Dzisiejszej nocy spałam bardzo dobrze, obudziłam się po 9 rano, co było dla mnie dziwne, bo zawsze wstawałam z samego rana. Zeszłam do kuchni i widziałam jak, babcia piecze już różne ciasta na moje urodziny, a dziadek przywiązuje wielki złoty balon z numerem 16. Nie mogłam tak stać i patrzeć jak oni szykują całe przyjęcie beze mnie.
— Dzień dobry mogę wam pomóc jakoś?
— B. Witaj kochanie, ja już wszystko prawie skończyłam, ale możesz pomóc dziadkowi, bo ma jeszcze sporo balonów do nadmuchania.
— Oczywiście już się za to biorę.
— D. Wiesz, co Zosiu ja muszę właściwie już iść do państwa Rosender, więc będziesz musiała sama się z tym uporać.
— Nie ma problemu dziadku, tylko nie zapomnij powiedzieć oskarowi, że przyjęcie zacznie się o 15:00.
— D. Nie zapomnę na pewno.
Kilka godzin zajęło nam przygotowanie potraw, napojów i dekorowanie salonu, że prawie zapomniałam, że ja sama jestem jeszcze niegotowa, a Oskar miał się pojawić lada moment.
— Babciu, czy to już wszystko?
— B. Tak możesz iść się przygotować, ja już tylko nakryje do stołu i też będę szła się przebrać.
— Dobrze babciu, a co z dziadkiem? Kiedy on wróci, przecież musi być na moich urodzinach.
— B. Nie martw się, na pewno już wraca z Oskarem do domu, biegnij się przygotować.

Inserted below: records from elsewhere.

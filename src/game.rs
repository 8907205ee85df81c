use std::{process::exit, thread::sleep, time::Duration};

use crate::state::{Config, GameState, Heading, RunState, Snapshot};
use crate::term::TermManager;

use crossterm::event::{KeyCode, KeyEvent, KeyModifiers};

const POLL_INTERVAL_MS: u64 = 10;

/// Everything the keyboard can ask of the simulation.
#[derive(Copy, Clone, PartialEq, Eq, Debug)]
pub enum Command {
    Steer(Heading),
    Start,
    TogglePause,
    Reset,
    Quit,
}

/// Host side of the game: owns the terminal, the simulation and the
/// clock that drives it.
pub struct SnakeGame {
    state: GameState,
    term: TermManager,
}

impl SnakeGame {
    pub fn new(config: Config) -> Self {
        SnakeGame {
            state: GameState::new(config),
            term: TermManager::new(config),
        }
    }

    pub fn run(&mut self) {
        self.term.setup();

        self.render(&self.state.snapshot());
        self.term.show_message(&[
            "Arrow keys or WASD to steer",
            "Enter to start, Esc to pause,",
            "R to reset, CTRL+C to quit",
        ]);

        let polls_per_step = (self.state.config().tick_ms / POLL_INTERVAL_MS).max(1);
        let mut polls_until_step = polls_per_step;

        loop {
            sleep(Duration::from_millis(POLL_INTERVAL_MS));

            for key_ev in self.term.read_key_events_queue() {
                if let Some(cmd) = map_key(&key_ev) {
                    self.apply(cmd);
                }
            }

            if self.state.run_state() != RunState::Running {
                continue;
            }

            polls_until_step -= 1;
            if polls_until_step == 0 {
                polls_until_step = polls_per_step;
                let snap = self.state.tick();
                self.render(&snap);
                if snap.state == RunState::GameOver {
                    self.show_game_over(&snap);
                }
            }
        }
    }

    ///////////////////////////////////////////////////////////////////////////

    fn apply(&mut self, cmd: Command) {
        let snap = match cmd {
            Command::Quit => self.clean_exit(),
            Command::Steer(heading) => {
                self.state.set_heading(heading);
                return; // takes effect on the next step, nothing to redraw
            }
            Command::Start => self.state.start(),
            Command::Reset => self.state.reset(),
            Command::TogglePause => match self.state.run_state() {
                RunState::Running => self.state.pause(),
                RunState::Paused => self.state.resume(),
                _ => return,
            },
        };

        self.render(&snap);
        match snap.state {
            RunState::Paused => self.term.show_message(&["Paused", "Esc to resume"]),
            RunState::Idle => self.term.show_message(&["Enter to start"]),
            _ => {}
        }
    }

    fn render(&mut self, snap: &Snapshot) {
        self.term.hide_message();
        self.term.draw_frame(snap);
    }

    fn show_game_over(&mut self, snap: &Snapshot) {
        self.term.show_message(&[
            "Game over!",
            &*format!("Score: {}", snap.score),
            "",
            "Enter to play again,",
            "or CTRL+C to quit.",
        ]);
    }

    fn clean_exit(&mut self) -> ! {
        self.term.restore();
        exit(0);
    }
}

/// Stateless key-to-command map; anything unrecognized is ignored.
pub fn map_key(ev: &KeyEvent) -> Option<Command> {
    use Heading::*;

    if is_ctrl_c(ev) {
        return Some(Command::Quit);
    }

    match ev.code {
        KeyCode::Char('w') | KeyCode::Up => Some(Command::Steer(Up)),
        KeyCode::Char('a') | KeyCode::Left => Some(Command::Steer(Left)),
        KeyCode::Char('s') | KeyCode::Down => Some(Command::Steer(Down)),
        KeyCode::Char('d') | KeyCode::Right => Some(Command::Steer(Right)),
        KeyCode::Enter => Some(Command::Start),
        KeyCode::Esc => Some(Command::TogglePause),
        KeyCode::Char('r') => Some(Command::Reset),
        _ => None,
    }
}

fn is_ctrl_c(ev: &KeyEvent) -> bool {
    matches!(ev, KeyEvent { code: KeyCode::Char('c'), modifiers: KeyModifiers::CONTROL })
}

#[cfg(test)]
mod tests {
    use super::*;
    use crate::state::Heading::*;

    fn key(code: KeyCode) -> KeyEvent {
        KeyEvent::new(code, KeyModifiers::NONE)
    }

    #[test]
    fn directional_keys_steer() {
        for (code, heading) in [
            (KeyCode::Up, Up),
            (KeyCode::Char('w'), Up),
            (KeyCode::Down, Down),
            (KeyCode::Char('s'), Down),
            (KeyCode::Left, Left),
            (KeyCode::Char('a'), Left),
            (KeyCode::Right, Right),
            (KeyCode::Char('d'), Right),
        ]
        .iter()
        {
            assert_eq!(map_key(&key(*code)), Some(Command::Steer(*heading)));
        }
    }

    #[test]
    fn command_keys_map() {
        assert_eq!(map_key(&key(KeyCode::Enter)), Some(Command::Start));
        assert_eq!(map_key(&key(KeyCode::Esc)), Some(Command::TogglePause));
        assert_eq!(map_key(&key(KeyCode::Char('r'))), Some(Command::Reset));
        assert_eq!(
            map_key(&KeyEvent::new(KeyCode::Char('c'), KeyModifiers::CONTROL)),
            Some(Command::Quit)
        );
    }

    #[test]
    fn everything_else_is_ignored() {
        assert_eq!(map_key(&key(KeyCode::Char('x'))), None);
        assert_eq!(map_key(&key(KeyCode::Tab)), None);
        assert_eq!(map_key(&key(KeyCode::F(1))), None);
    }
}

Bardzo się cieszyłam na te urodziny i na to, że spotkam Oskara, ale martwiłam się też o dziadka, bo tak długo go nie było. Włożyłam najlepszą sukienkę, jaką miałam, była fioletowa z małym dekoltem i długa do kolan. Włosy związałam w dwa kucyki, włożyłam czerwone kolczyki w kształcie truskawek, które kiedyś dostałam od mamy. Byłam już gotowa, by zejść na dół i poczekać na Oskara. Gdy zeszłam na dół, zobaczyłam jak przestraszony Oskar, rozmawiał z babcią, nie wiedziałam, co się stało.
— B. Zosiu przepraszam cię, ale muszę iść szybko do państwa Rosender, zostaniesz z Oskarem.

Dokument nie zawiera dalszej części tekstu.